2.19

More than conditions of possibility, I’m interested in onto-ethics.

‘Onto-ethics’ gestures to the inseparability of ontology and ethics. Every ontological understanding includes an ethical understanding, just as every ethical understanding includes an ontological understanding. But, too often, these are thought of as two separate concerns.

Determining what ethics consists in—for example, our responsibilities—is bound up with other concerns: what is responsibility, to whom do we owe it, who is the agent of responsibility, and so on. So, if we say that individual agents are responsible and hence punishable for their acts, we have a whole metaphysics and ontology involved here: what agents, choices, and acts are.

From the other side, determining an ontology will always be defining the realm of possibilities within which ethics is to be concerned (e.g., to reverse the example above: to determine what a subject is, what various objects are, how to categorize them ontologically, and so on, entails ethical possibilities for response). For example, if we take a rock to be an inanimate object, then it’s not the kind of thing towards which we feel any direct ethical responsibility.

Ontologies involve ethics in another sense: the former is determined only through responsive openness to being. But because we already come with a sense of things, our openness and responsivity are already conditioned by an ontology. Therefore, to be responsive, we must heed our sense of ontology — be ethical towards it. Ontology and ethics inseparably dovetail, like a Möbius strip.

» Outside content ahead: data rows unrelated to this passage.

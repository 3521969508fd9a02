// Copyright (c) 2025-2026 Federico Hoerth <memparanoid@gmail.com>
// SPDX-License-Identifier: GPL-3.0-only
// See LICENSE in the repository root for full license text.

use core::fmt;

/// Authentication mechanism used to establish an HSM session.
#[derive(Debug, Clone, Copy, PartialEq, Eq, Hash, Default)]
pub enum AuthMechanism {
    /// Unix-style keytab authentication.
    #[default]
    Unix,
    /// Kerberos keytab authentication.
    Kerberos,
}

impl AuthMechanism {
    /// Selects the mechanism for a case-sensitive name.
    ///
    /// `"kerberos"` selects [`AuthMechanism::Kerberos`]. Any other value,
    /// including `"unix"`, an empty string, or an unknown name, selects
    /// [`AuthMechanism::Unix`].
    pub fn from_name(name: &str) -> Self {
        match name {
            "kerberos" => Self::Kerberos,
            _ => Self::Unix,
        }
    }

    /// Returns `true` when `name` selects a mechanism explicitly rather than
    /// through the unix fallback.
    pub fn is_recognized(name: &str) -> bool {
        matches!(name, "unix" | "kerberos")
    }

    /// Canonical name of the mechanism.
    pub fn as_str(&self) -> &'static str {
        match self {
            Self::Unix => "unix",
            Self::Kerberos => "kerberos",
        }
    }
}

impl fmt::Display for AuthMechanism {
    fn fmt(&self, f: &mut fmt::Formatter<'_>) -> fmt::Result {
        f.write_str(self.as_str())
    }
}
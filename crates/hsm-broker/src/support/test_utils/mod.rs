// Copyright (c) 2025-2026 Federico Hoerth <memparanoid@gmail.com>
// SPDX-License-Identifier: GPL-3.0-only
// See LICENSE in the repository root for full license text.

//! Test doubles for the HSM client.

mod mock_hsm_client;

pub use mock_hsm_client::{
    HsmCall, MockHsmClient, MockHsmClientBehaviour, MockVolume, directory, file, tape_tier,
};
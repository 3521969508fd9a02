// Copyright (c) 2025-2026 Federico Hoerth <memparanoid@gmail.com>
// SPDX-License-Identifier: GPL-3.0-only
// See LICENSE in the repository root for full license text.

//! Error types for hsm-broker-log.
use thiserror::Error;

/// Errors that can occur while installing the subscriber.
#[derive(Debug, Error, Clone, Copy, PartialEq, Eq)]
pub enum LogError {
    /// A global subscriber is already installed.
    #[error("a global tracing subscriber is already installed")]
    AlreadyInitialized,
}
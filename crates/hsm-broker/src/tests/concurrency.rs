// Copyright (c) 2025-2026 Federico Hoerth <memparanoid@gmail.com>
// SPDX-License-Identifier: GPL-3.0-only
// See LICENSE in the repository root for full license text.

use std::thread;

use hsm_broker_core::{StorageLocationRecord, TierAttributes, TierFlags};

use super::utils::{active_broker, mock};
use crate::support::test_utils::{HsmCall, file, tape_tier};

const THREADS: u64 = 8;

fn name(i: u64) -> String {
    format!("/hpss/in2p3.fr/group/run{i:03}.root")
}

#[test]
fn test_concurrent_locate() {
    let client = (0..THREADS).fold(mock(), |client, i| {
        client.with_file(
            &name(i),
            file(vec![
                TierAttributes::without_data(TierFlags::LEVEL_IS_DISK),
                tape_tier(i, &format!("IT{i:04}"), 100 + i, i as i32),
            ]),
        )
    });
    let broker = active_broker(client);

    let records: Vec<StorageLocationRecord> = thread::scope(|s| {
        let handles: Vec<_> = (0..THREADS)
            .map(|i| {
                let broker = &broker;
                s.spawn(move || broker.locate(&name(i)).expect("Failed to locate(..)"))
            })
            .collect();

        handles
            .into_iter()
            .map(|handle| handle.join().expect("Failed to join thread"))
            .collect()
    });

    for (i, record) in (0..THREADS).zip(records) {
        assert_eq!(
            record,
            StorageLocationRecord::on_tape(1, format!("IT{i:04}"), 100 + i, i as i32)
        );
    }
    assert_eq!(broker.client().outstanding_volumes(), 0);
}

#[test]
fn test_concurrent_stage_submits_every_request_once() {
    let broker = active_broker(mock());

    thread::scope(|s| {
        for i in 0..THREADS {
            let broker = &broker;
            s.spawn(move || broker.stage(&name(i), i).expect("Failed to stage(..)"));
        }
    });

    let calls = broker.client().calls();
    for i in 0..THREADS {
        let file_name = name(i);
        let stages = calls
            .iter()
            .filter(|call| matches!(call, HsmCall::Stage { name, .. } if *name == file_name))
            .count();
        assert_eq!(stages, 1, "{file_name}");
    }
    assert_eq!(broker.client().open_handles(), 0);
}
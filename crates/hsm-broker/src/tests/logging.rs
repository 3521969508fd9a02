// Copyright (c) 2025-2026 Federico Hoerth <memparanoid@gmail.com>
// SPDX-License-Identifier: GPL-3.0-only
// See LICENSE in the repository root for full license text.

use std::io;
use std::sync::{Arc, Mutex, PoisonError};

use hsm_broker_core::{TierAttributes, TierFlags};
use serial_test::serial;
use tracing_subscriber::fmt;
use tracing_subscriber::prelude::*;

use super::utils::{active_broker, mock};
use crate::logging::LogLevel;
use crate::support::test_utils::{directory, file, tape_tier};

const ON_TAPE: &str = "/hpss/in2p3.fr/group/on_tape.root";
const DIRECTORY: &str = "/hpss/in2p3.fr/group";

#[derive(Clone, Default)]
struct Capture(Arc<Mutex<Vec<u8>>>);

impl Capture {
    fn contents(&self) -> String {
        let buffer = self.0.lock().unwrap_or_else(PoisonError::into_inner);
        String::from_utf8_lossy(&buffer).into_owned()
    }
}

impl io::Write for Capture {
    fn write(&mut self, buf: &[u8]) -> io::Result<usize> {
        self.0
            .lock()
            .unwrap_or_else(PoisonError::into_inner)
            .extend_from_slice(buf);
        Ok(buf.len())
    }

    fn flush(&mut self) -> io::Result<()> {
        Ok(())
    }
}

/// Runs a session with a staged file, a directory and an unknown name under
/// a subscriber filtered at `level`, and returns what it printed.
fn run_at(level: LogLevel) -> String {
    let capture = Capture::default();
    let writer = capture.clone();
    let subscriber = tracing_subscriber::registry().with(level.as_level_filter()).with(
        fmt::layer()
            .with_ansi(false)
            .with_writer(move || writer.clone()),
    );

    tracing::subscriber::with_default(subscriber, || {
        let client = mock()
            .with_file(
                ON_TAPE,
                file(vec![
                    TierAttributes::without_data(TierFlags::LEVEL_IS_DISK),
                    tape_tier(1, "IT0001", 2048, 5),
                ]),
            )
            .with_file(DIRECTORY, directory());
        let broker = active_broker(client);

        let record = broker.locate(ON_TAPE).expect("Failed to locate(..)");
        broker.stage(ON_TAPE, record.size).expect("Failed to stage(..)");
        let _ = broker.locate(DIRECTORY);
        let _ = broker.locate("/hpss/missing");
    });

    capture.contents()
}

fn lines_at(output: &str, level: &str) -> usize {
    output.lines().filter(|line| line.contains(level)).count()
}

#[test]
#[serial(logging)]
fn test_off_prints_nothing() {
    assert_eq!(run_at(LogLevel::Off), "");
}

#[test]
#[serial(logging)]
fn test_warn_prints_failures_only() {
    let output = run_at(LogLevel::Warn);

    assert!(output.contains("error querying file"), "{output}");
    assert_eq!(lines_at(&output, "WARN"), output.lines().count(), "{output}");
    assert!(!output.contains("this seems to be a directory"), "{output}");
}

#[test]
#[serial(logging)]
fn test_info_adds_classification() {
    let output = run_at(LogLevel::Info);

    assert!(output.contains("this seems to be a directory"), "{output}");
    assert!(output.contains("error querying file"), "{output}");
    assert!(!output.contains("file properties"), "{output}");
    assert_eq!(lines_at(&output, "DEBUG"), 0, "{output}");
}

#[test]
#[serial(logging)]
fn test_debug_adds_selection_details() {
    let output = run_at(LogLevel::Debug);

    assert!(output.contains("auth"), "{output}");
    assert!(output.contains("file properties"), "{output}");
    assert!(output.contains("this seems to be a directory"), "{output}");
    assert!(!output.contains("> locate"), "{output}");
    assert_eq!(lines_at(&output, "TRACE"), 0, "{output}");
}

#[test]
#[serial(logging)]
fn test_trace_adds_entry_and_exit() {
    let output = run_at(LogLevel::Trace);

    for marker in [
        "> init_context",
        "< init_context",
        "> locate",
        "< locate",
        "> stage",
        "< stage",
        "> end_context",
    ] {
        assert!(output.contains(marker), "missing {marker:?} in {output}");
    }
    assert!(output.contains("file properties"), "{output}");
    assert!(output.contains("error querying file"), "{output}");
}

In what sense do I prioritize onto-ethics over conditions of possibility? I’m shifting from an emphasis on a descriptive project—what enables things to be the way they are—to a descriptive-prescriptive one: what enables a better responsiveness to how things are. Thus, while ‘onto-ethics’ can describe the dependencies between ontology and ethics, as explained above, it can also prescriptively lead to a responsive openness to beings. In this way, we try to sensitively understand others (§2.14); we learn to respond to what is there. Thus, our new orientation (§2.18) is towards how particular others really are.